Dado o diagnóstico presuntivo de HTN secundária ao tumor renal, devido a níveis elevados de renina, e tendo excluído outras causas secundárias de HTN em estudos anteriores, foi decidido realizar uma nefrectomia do rim afectado, tendo previamente controlado a PA com a adição de espironolactona na dose de 100mg/dia à sua medicação habitual.

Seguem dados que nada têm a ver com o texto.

//! Shared helpers for the integration tests.

#![allow(dead_code)]

use std::sync::Once;

use blockkv_storage::{BTree, BlockStorage, MemoryBlockStorage, Store, StoreConfig};
use tracing_subscriber::EnvFilter;

static INIT: Once = Once::new();

/// Installs a fmt subscriber once per test binary. Set `RUST_LOG=debug` to
/// see the engine's log records.
pub fn init_tracing() {
    INIT.call_once(|| {
        let _ = tracing_subscriber::fmt()
            .with_env_filter(EnvFilter::from_default_env())
            .with_test_writer()
            .try_init();
    });
}

pub fn memory_store(block_size: usize) -> Store<MemoryBlockStorage> {
    init_tracing();
    let config = StoreConfig::default().with_block_size(block_size);
    Store::create(MemoryBlockStorage::new(block_size), config).expect("create store")
}

pub fn small_store(block_size: usize, cache_blocks: usize, grow_blocks: u64) -> Store<MemoryBlockStorage> {
    init_tracing();
    let config = StoreConfig::default()
        .with_block_size(block_size)
        .with_cache_blocks(cache_blocks)
        .with_grow_blocks(grow_blocks);
    Store::create(MemoryBlockStorage::new(block_size), config).expect("create store")
}

/// Counts the entries of `tree`, running the structural checker first when it
/// is compiled in.
pub fn checked_len<S: BlockStorage>(tree: &BTree<S>) -> blockkv_storage::Result<usize> {
    #[cfg(debug_assertions)]
    {
        tree.check_integrity()
    }
    #[cfg(not(debug_assertions))]
    {
        tree.len()
    }
}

O exame patológico revelou um tumor encapsulado de 5,5x4,5cm, de aspecto hemorrágico, com áreas fibrosas esbranquiçadas. Microscopicamente, verificou-se que a lesão tumoral era constituída por células de tamanho médio, com núcleos vesiculares de tamanho médio, com cromatina irregular, algumas com núcleos discretos e citoplasma eosinofílico, outras com citoplasma claro, dispostas num padrão difuso com hemorragia extensa e leve infiltrado inflamatório mononuclear, sem invasão da cápsula renal. Não foi encontrada atipia celular, mitose ou necrose. As células tumorais foram positivas para a vimentina e mostraram uma positividade forte e difusa para o CD34. A observação ultra-estrutural revelou células com grânulos intracitoplasmáticos com diferentes graus de electrolucência, rodeadas por membranas. Em termos de morfologia, variavam de redondo a alongado, adquirindo algumas formas com arestas rectilíneas, e em algumas delas destacava-se uma forma de rombóide cristalóide, que em alta ampliação apresentava uma estrutura em ziguezague de marcada electrodensidade. Estes achados poderiam estar ligados ao tumor de células justa aglomeradas (JCT), confirmando a suspeita clínica.

Após a cirurgia, a PA da paciente diminuiu gradualmente e os medicamentos anti-hipertensivos foram simultaneamente retirados, e ela evoluiu assintomática, normotensa, com níveis normais de renina plasmática, aldosterona e soro de potássio, sem tratamento farmacológico.